* **Required work**
Return each line of the records below in which the string "invalidations" turns up.

* **Exercise inputs**
//! In-memory session, tracking, sensing, planes, permissions and feedback

use crate::collaborators::{
    FeedbackSink, PermissionKind, PermissionOutcome, PermissionService, PlaneDetectionMode,
    PlaneSubsystem, SensingSubsystem, Session, Tracking,
};
use crate::geometry::{Pose, Quat, Vec3};
use std::cell::{Cell, RefCell};
use std::time::Duration;
use tokio::sync::oneshot;

// =============================================================================
// Session
// =============================================================================

/// Session with settable flags
#[derive(Debug, Default)]
pub struct MemorySession {
    running: Cell<bool>,
    server: Cell<bool>,
    master: Cell<bool>,
}

impl MemorySession {
    pub fn new(running: bool, server: bool, master: bool) -> Self {
        Self {
            running: Cell::new(running),
            server: Cell::new(server),
            master: Cell::new(master),
        }
    }

    /// Running, this process is the server.
    pub fn running_server() -> Self {
        Self::new(true, true, false)
    }

    /// Running, this process is a plain peer.
    pub fn running_peer() -> Self {
        Self::new(true, false, false)
    }

    /// Exists but not yet running.
    pub fn stopped() -> Self {
        Self::new(false, false, false)
    }

    pub fn set_running(&self, running: bool) {
        self.running.set(running);
    }

    pub fn set_server(&self, server: bool) {
        self.server.set(server);
    }

    pub fn set_elected_master(&self, master: bool) {
        self.master.set(master);
    }
}

impl Session for MemorySession {
    fn is_running(&self) -> bool {
        self.running.get()
    }

    fn is_server(&self) -> bool {
        self.server.get()
    }

    fn is_elected_master(&self) -> bool {
        self.master.get()
    }
}

// =============================================================================
// Tracking
// =============================================================================

/// Tracking with a settable map origin and viewer position
#[derive(Debug)]
pub struct MemoryTracking {
    running: Cell<bool>,
    origin: Cell<Pose>,
    viewer: Cell<Option<Vec3>>,
    origin_reads: Cell<usize>,
}

impl Default for MemoryTracking {
    fn default() -> Self {
        Self::new(Pose::IDENTITY)
    }
}

impl MemoryTracking {
    pub fn new(origin: Pose) -> Self {
        Self {
            running: Cell::new(true),
            origin: Cell::new(origin),
            viewer: Cell::new(Some(Vec3::new(0.0, 1.6, 0.0))),
            origin_reads: Cell::new(0),
        }
    }

    pub fn set_running(&self, running: bool) {
        self.running.set(running);
    }

    pub fn set_origin(&self, origin: Pose) {
        self.origin.set(origin);
    }

    pub fn set_viewer(&self, viewer: Option<Vec3>) {
        self.viewer.set(viewer);
    }

    pub fn origin_reads(&self) -> usize {
        self.origin_reads.get()
    }
}

impl Tracking for MemoryTracking {
    fn is_running(&self) -> bool {
        self.running.get()
    }

    fn reference_origin(&self) -> Pose {
        self.origin_reads.set(self.origin_reads.get() + 1);
        self.origin.get()
    }

    fn viewer_position(&self) -> Option<Vec3> {
        self.viewer.get()
    }
}

// =============================================================================
// Sensing
// =============================================================================

/// Mesh reconstruction recorder
#[derive(Debug)]
pub struct MemorySensing {
    ready: Cell<bool>,
    enabled: Cell<bool>,
    density: Cell<f32>,
    bounds: Cell<Option<(Vec3, Quat, Vec3)>>,
    invalidations: Cell<usize>,
    destroyed: Cell<usize>,
    enable_calls: Cell<usize>,
}

impl Default for MemorySensing {
    fn default() -> Self {
        Self::new(true)
    }
}

impl MemorySensing {
    /// Start enabled, as a misconfigured scene would, so forced-off is visible.
    pub fn new(ready: bool) -> Self {
        Self {
            ready: Cell::new(ready),
            enabled: Cell::new(true),
            density: Cell::new(0.0),
            bounds: Cell::new(None),
            invalidations: Cell::new(0),
            destroyed: Cell::new(0),
            enable_calls: Cell::new(0),
        }
    }

    pub fn set_ready(&self, ready: bool) {
        self.ready.set(ready);
    }

    pub fn is_enabled(&self) -> bool {
        self.enabled.get()
    }

    pub fn density(&self) -> f32 {
        self.density.get()
    }

    pub fn bounds(&self) -> Option<(Vec3, Quat, Vec3)> {
        self.bounds.get()
    }

    pub fn invalidations(&self) -> usize {
        self.invalidations.get()
    }

    /// Number of `destroy_all_artifacts` calls.
    pub fn destroyed(&self) -> usize {
        self.destroyed.get()
    }

    /// Number of `set_enabled(true)` calls.
    pub fn enable_calls(&self) -> usize {
        self.enable_calls.get()
    }
}

impl SensingSubsystem for MemorySensing {
    fn is_ready(&self) -> bool {
        self.ready.get()
    }

    fn set_enabled(&self, enabled: bool) {
        if enabled {
            self.enable_calls.set(self.enable_calls.get() + 1);
        }
        self.enabled.set(enabled);
    }

    fn set_density(&self, density: f32) {
        self.density.set(density);
    }

    fn set_bounds(&self, center: Vec3, rotation: Quat, scale: Vec3) {
        self.bounds.set(Some((center, rotation, scale)));
    }

    fn invalidate(&self) {
        self.invalidations.set(self.invalidations.get() + 1);
    }

    fn destroy_all_artifacts(&self) {
        self.destroyed.set(self.destroyed.get() + 1);
    }
}

// =============================================================================
// Planes
// =============================================================================

/// Plane detection recorder
#[derive(Debug)]
pub struct MemoryPlanes {
    enabled: Cell<bool>,
    mode: Cell<Option<PlaneDetectionMode>>,
    trackables_active: Cell<bool>,
}

impl Default for MemoryPlanes {
    fn default() -> Self {
        Self {
            enabled: Cell::new(true),
            mode: Cell::new(None),
            trackables_active: Cell::new(true),
        }
    }
}

impl MemoryPlanes {
    pub fn new() -> Self {
        Self::default()
    }

    pub fn is_enabled(&self) -> bool {
        self.enabled.get()
    }

    pub fn mode(&self) -> Option<PlaneDetectionMode> {
        self.mode.get()
    }

    pub fn trackables_active(&self) -> bool {
        self.trackables_active.get()
    }
}

impl PlaneSubsystem for MemoryPlanes {
    fn set_enabled(&self, enabled: bool) {
        self.enabled.set(enabled);
    }

    fn set_detection_mode(&self, mode: PlaneDetectionMode) {
        self.mode.set(Some(mode));
    }

    fn set_trackables_active(&self, active: bool) {
        self.trackables_active.set(active);
    }
}

// =============================================================================
// Permissions
// =============================================================================

/// How the fake dialog answers
#[derive(Debug, Clone, Copy, PartialEq, Eq)]
pub enum PermissionMode {
    /// Hold requests until `answer_pending`
    Manual,
    /// Answer every request immediately with this outcome
    Auto(PermissionOutcome),
}

/// Permission dialog with scripted answers
#[derive(Debug)]
pub struct MemoryPermissions {
    mode: Cell<PermissionMode>,
    pending: RefCell<Vec<oneshot::Sender<PermissionOutcome>>>,
    requests: Cell<usize>,
}

impl Default for MemoryPermissions {
    fn default() -> Self {
        Self::new(PermissionMode::Auto(PermissionOutcome::Granted))
    }
}

impl MemoryPermissions {
    pub fn new(mode: PermissionMode) -> Self {
        Self {
            mode: Cell::new(mode),
            pending: RefCell::new(Vec::new()),
            requests: Cell::new(0),
        }
    }

    pub fn set_mode(&self, mode: PermissionMode) {
        self.mode.set(mode);
    }

    /// Total requests received.
    pub fn requests(&self) -> usize {
        self.requests.get()
    }

    pub fn pending(&self) -> usize {
        self.pending.borrow().len()
    }

    /// Answer every held request. Returns how many were delivered.
    pub fn answer_pending(&self, outcome: PermissionOutcome) -> usize {
        self.pending
            .borrow_mut()
            .drain(..)
            .filter_map(|reply| reply.send(outcome).ok())
            .count()
    }

    /// Drop every held request without answering.
    pub fn drop_pending(&self) -> usize {
        self.pending.borrow_mut().drain(..).count()
    }
}

impl PermissionService for MemoryPermissions {
    fn request(&self, _kind: PermissionKind, reply: oneshot::Sender<PermissionOutcome>) {
        self.requests.set(self.requests.get() + 1);
        match self.mode.get() {
            PermissionMode::Manual => self.pending.borrow_mut().push(reply),
            PermissionMode::Auto(outcome) => {
                // Receiver may already be gone; nothing to report then
                let _ = reply.send(outcome);
            }
        }
    }
}

// =============================================================================
// Feedback
// =============================================================================

/// Records every feedback message
#[derive(Debug, Default)]
pub struct MemoryFeedback {
    shown: RefCell<Vec<(String, Duration)>>,
}

impl MemoryFeedback {
    pub fn new() -> Self {
        Self::default()
    }

    pub fn shown(&self) -> Vec<(String, Duration)> {
        self.shown.borrow().clone()
    }
}

impl FeedbackSink for MemoryFeedback {
    fn show(&self, message: &str, duration: Duration) {
        self.shown.borrow_mut().push((message.to_string(), duration));
    }
}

* **Task answer**
    invalidations: Cell<usize>,
            invalidations: Cell::new(0),
    pub fn invalidations(&self) -> usize {
        self.invalidations.get()
        self.invalidations.set(self.invalidations.get() + 1);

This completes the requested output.